Gianni D.T “suonava”, rilassato, un ottimo contrabbasso. Mi sono appisolato verso mattina e alle 6,30 decidiamo
di alzarci: si pensava di partire presto, quando invece alle 7,30 arrivato Paolo P. e GiannAndrea Sanfior apprendiamo
che dovevano ancora mettere in ordine l’Ambra, l’EM7.
Alle, 9 Egidio e Silva che avevano già lavato il loro yacht, il Nelson 25, ormeggiato in altra darsena: a Piave Vecchio,
ci chiedono di trovare una bandiera jugoslava: era intenzione di passare dall’altra parte, per una buona mangiata di
pesce. Le insegne erano terminate, nel negozio della darsena, e intanto Paolo e GiannAndrea lavoravano alacremente. Il loro lavoro era tanto e noi che non potevamo aiutarli in nessuna maniera, alle 11, eravamo ancora ormeggiati.

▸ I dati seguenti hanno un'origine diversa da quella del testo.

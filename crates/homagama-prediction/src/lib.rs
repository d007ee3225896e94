//! Client for the Homagama prediction service.
//!
//! Posts a feature record and reads back the predicted temperature and rain
//! chance along with the service's echo of today's observations.

pub mod client;
pub mod error;
pub mod types;

pub use client::PredictionClient;
pub use error::PredictionError;
pub use types::{PredictionResult, TodayData};
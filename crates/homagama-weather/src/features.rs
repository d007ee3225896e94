//! Feature extraction: turns a raw observation into the fixed-shape record
//! the prediction service consumes.
//!
//! Day-of-year is measured from local midnight of Dec 31 of the previous year
//! by subtracting instants and floor-dividing by 24h. Wherever the request
//! instant and the anchor sit at different UTC offsets (DST, or a date-only
//! timestamp read as UTC midnight west of Greenwich) the result is one lower
//! than the calendar ordinal. That behaviour is what the prediction model was
//! trained against, so it is kept as-is.

use chrono::{DateTime, Datelike, LocalResult, NaiveDate, NaiveDateTime, TimeDelta, TimeZone};
use serde::Serialize;

use crate::error::WeatherError;
use crate::types::WeatherObservation;

/// Number of hourly samples forwarded per series
pub const HOURLY_SAMPLES: usize = 24;

const MS_PER_DAY: i64 = 1000 * 60 * 60 * 24;

/// Numeric input for the prediction service.
///
/// Serialized field names are the service's wire names. NaN values serialize
/// as `null`.
#[derive(Debug, Clone, PartialEq, Serialize)]
pub struct FeatureRecord {
    pub tavg: f64,
    pub tmin: f64,
    pub tmax: f64,
    pub prcp: f64,
    pub temp_range: f64,
    pub month: u32,
    pub day_of_year: i64,
    pub hourly_temps: Vec<f64>,
    pub hourly_rain_prob: Vec<f64>,
    pub hourly_wind: Vec<f64>,
    pub hourly_humidity: Vec<f64>,
}

impl FeatureRecord {
    /// Build the record for an observation whose request date has already
    /// been resolved (see [`request_date`]).
    pub fn from_observation<Tz: TimeZone>(
        observation: &WeatherObservation,
        date: &DateTime<Tz>,
    ) -> Result<Self, WeatherError> {
        let daily = &observation.daily;
        let tmax = first_entry(&daily.temperature_2m_max, "daily.temperature_2m_max")?;
        let tmin = first_entry(&daily.temperature_2m_min, "daily.temperature_2m_min")?;
        let prcp = first_entry(&daily.precipitation_sum, "daily.precipitation_sum")?;

        let hourly = &observation.hourly;
        let hourly_temps = hourly_prefix(&hourly.temperature_2m, "hourly.temperature_2m")?;
        let hourly_rain_prob = hourly_prefix(
            &hourly.precipitation_probability,
            "hourly.precipitation_probability",
        )?;
        let hourly_wind = hourly_prefix(&hourly.windspeed_10m, "hourly.windspeed_10m")?;
        let hourly_humidity =
            hourly_prefix(&hourly.relative_humidity_2m, "hourly.relative_humidity_2m")?;

        let day_of_year = day_of_year(date)
            .ok_or_else(|| WeatherError::InvalidDate(format!("{:?}", date.naive_local())))?;

        Ok(Self {
            // From the daily aggregate, not temperature_2m_mean
            tavg: (tmax + tmin) / 2.0,
            tmin,
            tmax,
            prcp,
            temp_range: tmax - tmin,
            month: date.month(),
            day_of_year,
            hourly_temps,
            hourly_rain_prob,
            hourly_wind,
            hourly_humidity,
        })
    }
}

/// Resolve the request date and extract features in one step.
pub fn extract_features<Tz: TimeZone>(
    observation: &WeatherObservation,
    tz: &Tz,
) -> Result<FeatureRecord, WeatherError> {
    let date = request_date(observation, tz)?;
    FeatureRecord::from_observation(observation, &date)
}

/// The instant of `daily.time[0]`, viewed in `tz`.
pub fn request_date<Tz: TimeZone>(
    observation: &WeatherObservation,
    tz: &Tz,
) -> Result<DateTime<Tz>, WeatherError> {
    let raw = observation
        .daily
        .time
        .first()
        .ok_or_else(|| WeatherError::MissingField("daily.time".to_string()))?;

    parse_timestamp(raw, tz).ok_or_else(|| WeatherError::InvalidDate(raw.clone()))
}

/// Parse an API timestamp.
///
/// - `YYYY-MM-DD` is UTC midnight of that date
/// - `YYYY-MM-DDTHH:MM[:SS]` without offset is wall-clock time in `tz`
/// - RFC 3339 keeps its own offset
pub fn parse_timestamp<Tz: TimeZone>(raw: &str, tz: &Tz) -> Option<DateTime<Tz>> {
    let raw = raw.trim();

    if let Ok(date) = NaiveDate::parse_from_str(raw, "%Y-%m-%d") {
        let utc = date.and_hms_opt(0, 0, 0)?.and_utc();
        return Some(utc.with_timezone(tz));
    }

    if let Ok(dt) = DateTime::parse_from_rfc3339(raw) {
        return Some(dt.with_timezone(tz));
    }

    ["%Y-%m-%dT%H:%M", "%Y-%m-%dT%H:%M:%S"]
        .iter()
        .find_map(|fmt| NaiveDateTime::parse_from_str(raw, fmt).ok())
        .and_then(|naive| resolve_local(tz, naive))
}

/// Ordinal day relative to local midnight of Dec 31 of the previous year.
///
/// Returns `None` only when the anchor year is out of chrono's range.
pub fn day_of_year<Tz: TimeZone>(date: &DateTime<Tz>) -> Option<i64> {
    let tz = date.timezone();
    let anchor = NaiveDate::from_ymd_opt(date.year() - 1, 12, 31)?.and_hms_opt(0, 0, 0)?;
    let anchor = resolve_local(&tz, anchor)?;

    let diff_ms = date.timestamp_millis() - anchor.timestamp_millis();
    Some(diff_ms.div_euclid(MS_PER_DAY))
}

/// Map a wall-clock time to an instant: ambiguous times take the earlier
/// instant, times inside a spring-forward gap move an hour later.
fn resolve_local<Tz: TimeZone>(tz: &Tz, naive: NaiveDateTime) -> Option<DateTime<Tz>> {
    match tz.from_local_datetime(&naive) {
        LocalResult::Single(dt) => Some(dt),
        LocalResult::Ambiguous(earliest, _) => Some(earliest),
        LocalResult::None => match tz.from_local_datetime(&(naive + TimeDelta::hours(1))) {
            LocalResult::Single(dt) | LocalResult::Ambiguous(dt, _) => Some(dt),
            LocalResult::None => None,
        },
    }
}

fn first_entry(values: &[f64], field: &str) -> Result<f64, WeatherError> {
    values
        .first()
        .copied()
        .ok_or_else(|| WeatherError::MissingField(field.to_string()))
}

fn hourly_prefix(values: &[f64], field: &str) -> Result<Vec<f64>, WeatherError> {
    if values.is_empty() {
        return Err(WeatherError::MissingField(field.to_string()));
    }
    Ok(values.iter().take(HOURLY_SAMPLES).copied().collect())
}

Facciamo benzina e alle 11,30 partiamo da Faro Piave verso la nostra meta. Decidiamo, strada facendo, di non puntare a Umago: saremmo arrivati troppo tardi. Puntiamo così su Bibione (Punta Tragliamento).
Navighiamo a vela con una bolina che ci porta in mare aperto, senza però fare tanta strada.
Alle quattro del pomeriggio siamo ancora davanti Caorle. Col poco vento che c’era Gianni D.T. ha anche pescato:
due sgombri piccoli, sui tre etti l’uno, di cui uno solo è entrato in barca, l’altro mi è scivolato dalle mani, finendo
proprio in acqua.
Accendiamo il motore che da Caorle a Punta Tagliamento c’è ancora tanta strada. Paolo P. si era portato con la sua
Ambra, un EM7, tanto, ma tanto, avanti navigando di bolina col suo genoa che riesce a stringere così bene da far
camminare la barca. Silva 3 si difende bene e si porta molto vicino ad Ambra.
N
Alle 18 si arriva a Marina Uno che conosciamo dall’altr’anno. Tentiamo la sorte per la cena “Da Ori” (senza branzino,
questa volta). Spaghetti al sugo di mare; tre fritture e insalata mista e tre controfiletto di puledro. Come l’altra volta
però non siamo soddisfatti del conto quanto lo siamo stati delle pietanze. Paghiamo 35 mila lire ciascuno mugugnando un po’ e “lasciando” una mancia allo stanco cameriere.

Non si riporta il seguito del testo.